Financial institutions do not want saddle people with loan payments they cannot afford. Community-based lending organizations, such as ACCION New Mexico •Arizona •Colorado, are in the business of helping people understand their financial health and providing access to healthy business credit.

That credit is a tool, and like all tools, performance must support its cost. Lenders do not want credit to become overwhelming and prevent a small business from reaching its goals.

One tool lenders use to determine the financial health of a business is a mathematical expression called the debt-to-income ratio. Calculated by dividing total monthly debt payments by total monthly net income, the ratio is expressed as a percentage and provides a quick indication of the ability of a small business to pay its current debts. A number that exceeds 20 percent could be a sign that the business may have trouble paying off its current obligations and should not take on additional debt.
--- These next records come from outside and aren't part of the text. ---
//! Error types for the pdfocr library.
//!
//! A single [`OcrError`] enum covers the whole taxonomy because a run is
//! all-or-nothing: one page exhausting its retries aborts the document, so
//! there is no separate "non-fatal page error" type to carry alongside
//! partial output. [`OcrError::PageFailed`] is the retry-exhausted case;
//! everything else fails before the first OCR call or while writing output.

use std::path::PathBuf;
use thiserror::Error;

/// All errors returned by the pdfocr library.
#[derive(Debug, Error)]
pub enum OcrError {
    // ── Configuration errors ──────────────────────────────────────────────
    /// No Azure credentials were supplied; processing is refused before any call.
    #[error(
        "Azure OpenAI credentials are not configured.\n\
         Provide an API key, base URL, and API version via OcrConfig::builder().credentials(...)\n\
         or the AZURE_API_KEY / AZURE_API_BASE / AZURE_API_VERSION environment variables."
    )]
    MissingCredentials,

    /// Builder validation failed.
    #[error("Invalid configuration: {0}")]
    InvalidConfig(String),

    // ── Input errors ──────────────────────────────────────────────────────
    /// Input file was not found at the given path.
    #[error("PDF file not found: '{path}'\nCheck the path exists and is readable.")]
    FileNotFound { path: PathBuf },

    /// Process does not have read permission on the file.
    #[error("Permission denied reading '{path}'")]
    PermissionDenied { path: PathBuf },

    /// The input string is not a valid file path or URL.
    #[error("Invalid input '{input}': not a file path or a valid HTTP/HTTPS URL")]
    InvalidInput { input: String },

    /// HTTP URL was syntactically valid but download failed.
    #[error("Failed to download '{url}': {reason}")]
    DownloadFailed { url: String, reason: String },

    /// Download exceeded the configured timeout.
    #[error("Download timed out after {secs}s for '{url}'\nIncrease --download-timeout.")]
    DownloadTimeout { url: String, secs: u64 },

    /// The file exists and was read, but is not a PDF.
    #[error("File is not a valid PDF: '{path}'\nFirst bytes: {magic:?}")]
    NotAPdf { path: PathBuf, magic: [u8; 4] },

    // ── PDF errors ────────────────────────────────────────────────────────
    /// The PDF could not be parsed for a page count.
    #[error("Failed to read PDF '{path}': {detail}")]
    PdfRead { path: PathBuf, detail: String },

    /// The document has no pages; there is nothing to OCR.
    #[error("No pages found in the PDF '{path}'.")]
    EmptyDocument { path: PathBuf },

    /// pdfium could not rasterise a page for the vision request.
    #[error("Rasterisation failed for page {page}: {detail}")]
    RenderFailed { page: usize, detail: String },

    // ── OCR errors ────────────────────────────────────────────────────────
    /// A single OCR request failed. Retried up to the configured bound.
    #[error("OCR request for page {page} failed: {detail}")]
    OcrRequest { page: usize, detail: String },

    /// A page exhausted every retry attempt; the whole run is aborted.
    #[error("Page {page} failed after {attempts} attempts: {detail}")]
    PageFailed {
        page: usize,
        attempts: u32,
        detail: String,
    },

    // ── I/O errors ────────────────────────────────────────────────────────
    /// Could not create or write the output JSON file.
    #[error("Failed to write output file '{path}': {source}")]
    OutputWrite {
        path: PathBuf,
        #[source]
        source: std::io::Error,
    },

    // ── Catch-all ─────────────────────────────────────────────────────────
    /// Unexpected internal error.
    #[error("Internal error: {0}")]
    Internal(String),
}

#[cfg(test)]
mod tests {
    use super::*;

    #[test]
    fn page_failed_display() {
        let e = OcrError::PageFailed {
            page: 4,
            attempts: 3,
            detail: "HTTP 503".into(),
        };
        let msg = e.to_string();
        assert!(msg.contains("Page 4"), "got: {msg}");
        assert!(msg.contains("3 attempts"), "got: {msg}");
        assert!(msg.contains("HTTP 503"), "got: {msg}");
    }

    #[test]
    fn empty_document_display() {
        let e = OcrError::EmptyDocument {
            path: PathBuf::from("scan.pdf"),
        };
        assert!(e.to_string().contains("No pages found"));
    }

    #[test]
    fn missing_credentials_names_env_vars() {
        let msg = OcrError::MissingCredentials.to_string();
        assert!(msg.contains("AZURE_API_KEY"));
        assert!(msg.contains("AZURE_API_BASE"));
        assert!(msg.contains("AZURE_API_VERSION"));
    }

    #[test]
    fn not_a_pdf_display() {
        let e = OcrError::NotAPdf {
            path: PathBuf::from("notes.txt"),
            magic: *b"hell",
        };
        assert!(e.to_string().contains("not a valid PDF"));
    }
}
//! Image encoding: `DynamicImage` → base64 PNG data URL.
//!
//! Vision APIs accept images as base64 data URLs embedded in the JSON
//! request body. PNG over JPEG: lossless compression keeps rendered text
//! crisp, and compression artefacts measurably hurt transcription accuracy
//! at low resolutions.

use base64::{engine::general_purpose::STANDARD, Engine as _};
use image::DynamicImage;
use std::io::Cursor;
use tracing::debug;

/// Encode a rasterised page as a `data:image/png;base64,…` URL.
pub fn encode_page(img: &DynamicImage) -> Result<String, image::ImageError> {
    let mut buf = Vec::new();
    img.write_to(&mut Cursor::new(&mut buf), image::ImageFormat::Png)?;

    let b64 = STANDARD.encode(&buf);
    debug!("Encoded page image → {} bytes base64", b64.len());

    Ok(format!("data:image/png;base64,{b64}"))
}
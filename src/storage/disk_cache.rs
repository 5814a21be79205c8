use std::io::ErrorKind;
use std::path::{Path, PathBuf};

use anyhow::Context;
use base64::{Engine as _, engine::general_purpose::URL_SAFE_NO_PAD};
use chrono::{DateTime, Utc};
use serde::{Deserialize, Serialize, de::DeserializeOwned};
use uuid::Uuid;

use crate::domain::{ChapterMeta, ContentResult};

const CHAPTER_LISTS_DIR: &str = "chapter_lists";
const CONTENT_DIR: &str = "content";

/// Persistent tier of the tiered fetch: one JSON file per chapter list and
/// per chapter body.
#[derive(Clone, Debug)]
pub struct DiskCache {
    root: PathBuf,
}

#[derive(Debug, Clone, PartialEq, Serialize, Deserialize)]
pub struct DiskEntry<T> {
    pub stored_at: DateTime<Utc>,
    pub value: T,
}

impl<T> DiskEntry<T> {
    pub fn is_older_than(&self, max_age: chrono::Duration) -> bool {
        Utc::now().signed_duration_since(self.stored_at) > max_age
    }
}

impl DiskCache {
    pub fn new(root: impl Into<PathBuf>) -> Self {
        Self { root: root.into() }
    }

    pub fn root(&self) -> &Path {
        &self.root
    }

    fn path_for(&self, kind: &str, id: &str) -> PathBuf {
        self.root
            .join(kind)
            .join(format!("{}.json", URL_SAFE_NO_PAD.encode(id)))
    }

    pub async fn load_chapter_list(&self, book_id: &str) -> Option<DiskEntry<Vec<ChapterMeta>>> {
        self.load(&self.path_for(CHAPTER_LISTS_DIR, book_id)).await
    }

    pub async fn store_chapter_list(
        &self,
        book_id: &str,
        chapters: &[ChapterMeta],
    ) -> anyhow::Result<()> {
        self.store(&self.path_for(CHAPTER_LISTS_DIR, book_id), chapters)
            .await
    }

    pub async fn load_content(&self, chapter_id: &str) -> Option<DiskEntry<ContentResult>> {
        self.load(&self.path_for(CONTENT_DIR, chapter_id)).await
    }

    pub async fn store_content(&self, content: &ContentResult) -> anyhow::Result<()> {
        self.store(&self.path_for(CONTENT_DIR, &content.chapter_id), content)
            .await
    }

    /// Any failure to read or decode is a miss. Undecodable files are removed
    /// so the next fetch can replace them from the network.
    async fn load<T: DeserializeOwned>(&self, path: &Path) -> Option<DiskEntry<T>> {
        let bytes = match tokio::fs::read(path).await {
            Ok(bytes) => bytes,
            Err(e) if e.kind() == ErrorKind::NotFound => return None,
            Err(e) => {
                tracing::warn!(path = %path.display(), error = %e, "failed to read disk cache entry");
                return None;
            }
        };
        match serde_json::from_slice::<DiskEntry<T>>(&bytes) {
            Ok(entry) => Some(entry),
            Err(e) => {
                tracing::warn!(path = %path.display(), error = %e, "discarding corrupt disk cache entry");
                if let Err(e) = tokio::fs::remove_file(path).await {
                    tracing::debug!(path = %path.display(), error = %e, "failed to remove corrupt entry");
                }
                None
            }
        }
    }

    async fn store<T: Serialize + ?Sized>(&self, path: &Path, value: &T) -> anyhow::Result<()> {
        #[derive(Serialize)]
        struct Borrowed<'a, T: ?Sized> {
            stored_at: DateTime<Utc>,
            value: &'a T,
        }

        let dir = path
            .parent()
            .with_context(|| format!("cache path has no parent: {}", path.display()))?;
        tokio::fs::create_dir_all(dir)
            .await
            .with_context(|| format!("Failed to create cache dir {}", dir.display()))?;
        let body = serde_json::to_vec(&Borrowed {
            stored_at: Utc::now(),
            value,
        })?;
        // Write aside and rename so readers never observe a half-written file.
        let tmp = dir.join(format!(".{}.tmp", Uuid::new_v4()));
        tokio::fs::write(&tmp, &body)
            .await
            .with_context(|| format!("Failed to write {}", tmp.display()))?;
        if let Err(e) = tokio::fs::rename(&tmp, path).await {
            if let Err(cleanup) = tokio::fs::remove_file(&tmp).await {
                tracing::debug!(path = %tmp.display(), error = %cleanup, "failed to remove temporary cache file");
            }
            return Err(e).with_context(|| format!("Failed to move cache entry into {}", path.display()));
        }
        Ok(())
    }
}

#[cfg(test)]
mod tests {
    use super::*;

    fn content(id: &str, body: &str) -> ContentResult {
        ContentResult {
            chapter_id: id.to_string(),
            title: None,
            content: body.to_string(),
        }
    }

    #[tokio::test]
    async fn content_roundtrip() -> anyhow::Result<()> {
        let dir = tempfile::tempdir()?;
        let cache = DiskCache::new(dir.path());
        assert!(cache.load_content("vol/1").await.is_none());

        cache.store_content(&content("vol/1", "hello")).await?;
        let entry = cache.load_content("vol/1").await.unwrap();
        assert_eq!(entry.value, content("vol/1", "hello"));
        assert!(!entry.is_older_than(chrono::Duration::minutes(5)));
        Ok(())
    }

    #[tokio::test]
    async fn chapter_list_roundtrip() -> anyhow::Result<()> {
        let dir = tempfile::tempdir()?;
        let cache = DiskCache::new(dir.path());
        let chapters = vec![ChapterMeta {
            id: "c1".into(),
            name: "One".into(),
            ordinal: "1".into(),
            is_premium: false,
        }];
        cache.store_chapter_list("book", &chapters).await?;
        assert_eq!(cache.load_chapter_list("book").await.unwrap().value, chapters);
        Ok(())
    }

    #[tokio::test]
    async fn corrupt_entry_is_a_miss_and_removed() -> anyhow::Result<()> {
        let dir = tempfile::tempdir()?;
        let cache = DiskCache::new(dir.path());
        let path = cache.path_for(CONTENT_DIR, "ch-1");
        tokio::fs::create_dir_all(path.parent().unwrap()).await?;
        tokio::fs::write(&path, b"{not json").await?;

        assert!(cache.load_content("ch-1").await.is_none());
        assert!(!path.exists());
        Ok(())
    }

    #[tokio::test]
    async fn failed_move_leaves_no_temporary_file() -> anyhow::Result<()> {
        let dir = tempfile::tempdir()?;
        let cache = DiskCache::new(dir.path());
        // A non-empty directory where the entry should go makes the rename fail.
        let path = cache.path_for(CONTENT_DIR, "ch-1");
        tokio::fs::create_dir_all(path.join("occupied")).await?;

        assert!(cache.store_content(&content("ch-1", "hello")).await.is_err());
        let mut entries = tokio::fs::read_dir(path.parent().unwrap()).await?;
        let mut names = Vec::new();
        while let Some(entry) = entries.next_entry().await? {
            names.push(entry.file_name().to_string_lossy().into_owned());
        }
        assert!(names.iter().all(|name| !name.ends_with(".tmp")), "{names:?}");
        Ok(())
    }
}
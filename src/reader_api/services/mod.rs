pub mod chapter;
pub mod health;
pub mod progress;
pub mod session;
#[cfg(test)]
mod tests {
    use super::*;
    use crate::reader::repository::TieredRepository;
    use crate::reader::repository::tests::FakeRemote;
    use crate::storage::{DiskCache, MemoryProgressStore};

    fn repository(remote: Arc<FakeRemote>, dir: &tempfile::TempDir) -> Arc<dyn ContentRepository> {
        Arc::new(TieredRepository::new(
            remote,
            DiskCache::new(dir.path()),
            chrono::Duration::hours(1),
        ))
    }

    fn session(remote: Arc<FakeRemote>, dir: &tempfile::TempDir) -> ReaderSession {
        ReaderSession::new(
            "book-1",
            repository(remote, dir),
            Arc::new(ProgressTracker::new(Arc::new(MemoryProgressStore::new()))),
            12,
            FetchStrategy::CacheFirst,
            Viewport::default(),
        )
    }

    #[tokio::test]
    async fn opening_first_chapter_indexes_and_prefetches() -> anyhow::Result<()> {
        let dir = tempfile::tempdir()?;
        let remote = Arc::new(FakeRemote::with_chapters(&["ch-1", "ch-2", "ch-3"]));
        let session = session(Arc::clone(&remote), &dir);
        assert_eq!(session.open().await.len(), 3);

        let opened = session.open_chapter("ch-1").await?;
        assert!(opened.is_first);
        assert!(!opened.is_last);
        assert_eq!(opened.pages.len(), 1);
        assert_eq!(opened.range.unwrap().start_global_index, 0);

        session.wait_for_prefetch().await;
        assert_eq!(session.page_ranges().len(), 2);
        assert_eq!(session.estimated_total_pages(), 3);
        assert_eq!(remote.content_calls(), 2);
        Ok(())
    }

    #[tokio::test]
    async fn mid_book_open_gets_a_range() -> anyhow::Result<()> {
        let dir = tempfile::tempdir()?;
        let remote = Arc::new(FakeRemote::with_chapters(&["ch-1", "ch-2", "ch-3", "ch-4"]));
        let session = session(remote, &dir);
        session.open().await;

        let opened = session.open_chapter("ch-3").await?;
        assert_eq!(opened.range.map(|r| r.start_global_index), Some(0));

        // The previous chapter lands before it and pushes it back by one page.
        session.wait_for_prefetch().await;
        let reopened = session.open_chapter("ch-3").await?;
        assert_eq!(reopened.range.map(|r| r.start_global_index), Some(1));

        let progress = session.commit_position("ch-3", PagePosition::Page(0)).await?;
        assert_eq!(progress.global_page_index, 1);
        Ok(())
    }

    #[tokio::test]
    async fn boundary_flags_follow_chapter_list() -> anyhow::Result<()> {
        let dir = tempfile::tempdir()?;
        let remote = Arc::new(FakeRemote::with_chapters(&["ch-1", "ch-2"]));
        let session = session(remote, &dir);
        session.open().await;

        let last = session.open_chapter("ch-2").await?;
        assert!(last.is_last);
        assert!(!last.is_first);
        assert!(matches!(
            session.open_chapter("nope").await,
            Err(ContentError::NotFound(_))
        ));
        Ok(())
    }

    #[tokio::test]
    async fn committed_position_is_resumed() -> anyhow::Result<()> {
        let dir = tempfile::tempdir()?;
        let remote = Arc::new(FakeRemote::with_chapters(&["ch-1", "ch-2"]));
        let session = session(remote, &dir);
        session.open().await;
        session.open_chapter("ch-1").await?;

        let detail = session
            .commit_position("ch-1", PagePosition::DetailPage)
            .await?;
        assert_eq!(detail.chapter_progress, 0.0);

        let saved = session
            .commit_position("ch-1", PagePosition::Page(7))
            .await?;
        assert_eq!(saved.position, PagePosition::Page(0));
        assert_eq!(saved.chapter_progress, 1.0);
        assert_eq!(session.resume().await?, Some(saved));
        Ok(())
    }

    #[tokio::test]
    async fn viewport_change_repaginates() -> anyhow::Result<()> {
        let dir = tempfile::tempdir()?;
        let remote = Arc::new(FakeRemote::with_chapters(&["ch-1"]));
        remote
            .bodies
            .lock()
            .unwrap()
            .insert("ch-1".into(), "A sentence that keeps going. ".repeat(400));
        let session = session(remote, &dir);
        session.open().await;
        let before = session.open_chapter("ch-1").await?;

        assert!(!session.set_viewport(Viewport::default()));
        assert!(session.set_viewport(Viewport {
            font_size_pt: 36.0,
            ..Viewport::default()
        }));
        assert!(session.page_ranges().is_empty());

        let after = session.open_chapter("ch-1").await?;
        assert!(after.pages.len() > before.pages.len());
        assert_eq!(after.range.unwrap().page_count(), after.pages.len());
        Ok(())
    }

    #[tokio::test]
    async fn close_clears_the_session_cache() -> anyhow::Result<()> {
        let dir = tempfile::tempdir()?;
        let remote = Arc::new(FakeRemote::with_chapters(&["ch-1", "ch-2"]));
        let session = session(remote, &dir);
        session.open().await;
        session.open_chapter("ch-1").await?;

        session.close();
        assert_eq!(session.cache_stats().size, 0);
        assert!(session.chapters().is_empty());
        Ok(())
    }

    #[tokio::test]
    async fn library_keeps_one_session_per_book() -> anyhow::Result<()> {
        let dir = tempfile::tempdir()?;
        let remote = Arc::new(FakeRemote::with_chapters(&["ch-1"]));
        let library = ReaderLibrary::new(
            repository(remote, &dir),
            Arc::new(ProgressTracker::new(Arc::new(MemoryProgressStore::new()))),
            4,
        );

        let first = library.open("book-1").await;
        let second = library.open("book-1").await;
        assert!(Arc::ptr_eq(&first, &second));
        assert_eq!(first.chapters().len(), 1);
        assert_eq!(library.open_sessions().await, 1);

        assert!(library.close("book-1").await);
        assert!(!library.close("book-1").await);
        assert!(library.get("book-1").await.is_none());
        Ok(())
    }

    #[tokio::test]
    async fn network_first_library_refreshes_chapter_list() -> anyhow::Result<()> {
        let dir = tempfile::tempdir()?;
        let remote = Arc::new(FakeRemote::with_chapters(&["ch-1"]));
        let library = ReaderLibrary::new(
            repository(Arc::clone(&remote), &dir),
            Arc::new(ProgressTracker::new(Arc::new(MemoryProgressStore::new()))),
            4,
        )
        .with_strategy(FetchStrategy::NetworkFirst);

        library.open("book-1").await;
        library.open("book-1").await;
        assert_eq!(remote.list_calls.load(std::sync::atomic::Ordering::SeqCst), 2);

        remote.list_fails.store(true, std::sync::atomic::Ordering::SeqCst);
        assert_eq!(library.open("book-1").await.chapters().len(), 1);
        Ok(())
    }
}
use std::path::PathBuf;
use std::str::FromStr;

use anyhow::Context;

use crate::reader::FetchStrategy;

#[derive(Debug, Clone)]
pub struct Config {
    pub content_base_url: String,
    pub content_api_key: String,
    pub cache_dir: PathBuf,
    pub db_connection_string: String,
    pub session_cache_capacity: usize,
    pub chapter_list_max_age_secs: u64,
    pub fetch_strategy: FetchStrategy,
    pub bind_addr: String,
}

const DEFAULT_CACHE_DIR: &str = ".reader-cache";
const DEFAULT_DB_CONNECTION_STRING: &str = "sqlite://reader.sqlite?mode=rwc";
const DEFAULT_SESSION_CACHE_CAPACITY: usize = 12;
const DEFAULT_CHAPTER_LIST_MAX_AGE_SECS: u64 = 3600;
const DEFAULT_BIND_ADDR: &str = "0.0.0.0:3000";

fn parse_or<T>(key: &str, raw: Option<String>, default: T) -> anyhow::Result<T>
where
    T: FromStr,
    T::Err: std::error::Error + Send + Sync + 'static,
{
    match raw.map(|v| v.trim().to_string()).filter(|v| !v.is_empty()) {
        Some(value) => value
            .parse()
            .with_context(|| format!("Invalid {}: {}", key, value)),
        None => Ok(default),
    }
}

impl Config {
    pub fn load() -> anyhow::Result<Self> {
        Self::from_lookup(|key| std::env::var(key).ok())
    }

    /// Builds the configuration from any variable source.
    pub fn from_lookup(lookup: impl Fn(&str) -> Option<String>) -> anyhow::Result<Self> {
        Ok(Config {
            content_base_url: lookup("CONTENT_BASE_URL").unwrap_or_default(),
            content_api_key: lookup("CONTENT_API_KEY").unwrap_or_default(),
            cache_dir: lookup("CACHE_DIR")
                .filter(|v| !v.is_empty())
                .unwrap_or_else(|| DEFAULT_CACHE_DIR.into())
                .into(),
            db_connection_string: lookup("DB_CONNECTION_STRING")
                .filter(|v| !v.is_empty())
                .unwrap_or_else(|| DEFAULT_DB_CONNECTION_STRING.into()),
            session_cache_capacity: parse_or(
                "SESSION_CACHE_CAPACITY",
                lookup("SESSION_CACHE_CAPACITY"),
                DEFAULT_SESSION_CACHE_CAPACITY,
            )?,
            chapter_list_max_age_secs: parse_or(
                "CHAPTER_LIST_MAX_AGE_SECS",
                lookup("CHAPTER_LIST_MAX_AGE_SECS"),
                DEFAULT_CHAPTER_LIST_MAX_AGE_SECS,
            )?,
            fetch_strategy: parse_or(
                "FETCH_STRATEGY",
                lookup("FETCH_STRATEGY"),
                FetchStrategy::CacheFirst,
            )?,
            bind_addr: lookup("BIND_ADDR")
                .filter(|v| !v.is_empty())
                .unwrap_or_else(|| DEFAULT_BIND_ADDR.into()),
        })
    }

    pub fn validate(&self) -> anyhow::Result<()> {
        if self.content_base_url.is_empty() {
            anyhow::bail!("CONTENT_BASE_URL is missing");
        }
        if self.session_cache_capacity == 0 {
            anyhow::bail!("SESSION_CACHE_CAPACITY must be at least 1");
        }
        Ok(())
    }

    pub fn chapter_list_max_age(&self) -> chrono::Duration {
        chrono::Duration::seconds(i64::try_from(self.chapter_list_max_age_secs).unwrap_or(i64::MAX))
    }
}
When an owner finds herself in this position, it’s time to refocus and get a handle on both business and personal financial health.

Make a list of business debt obligations, including the current balance and the typical payment amount. At the top, record the most expensive debts or those with the highest annual percentage rates. Note whether the interest rate is fixed or variable; if variable, note the maximum amount of fluctuation allowed in the near future. If a loan is a revolving line of credit – a loan whose account balance may go up or down over a given time period with a varying payment amount – make note of the current balance and corresponding payment. An owner should make a similar list reflecting personal debt.

The resulting debt schedule is a guide to payment priorities when the small business owner is able to commit a little extra money to paying off debt. The faster debt is paid off, the less money the business spends on interest and the more that is available for operations and growth.

If current debt obligations are overwhelming and payments are at risk of being missed, begin by calling the lender. A change in terms, such as a temporary payment reduction, might be possible.

More serious problems should be discussed with a reputable credit counseling agency. They provide advice, budgeting assistance and may be able to negotiate with lenders for modified payment terms.

The recession created an abundance of disreputable counseling agencies, and it’s vital to find one that is honest, law-abiding and trustworthy. One resource is Money Management International. Visit for more information.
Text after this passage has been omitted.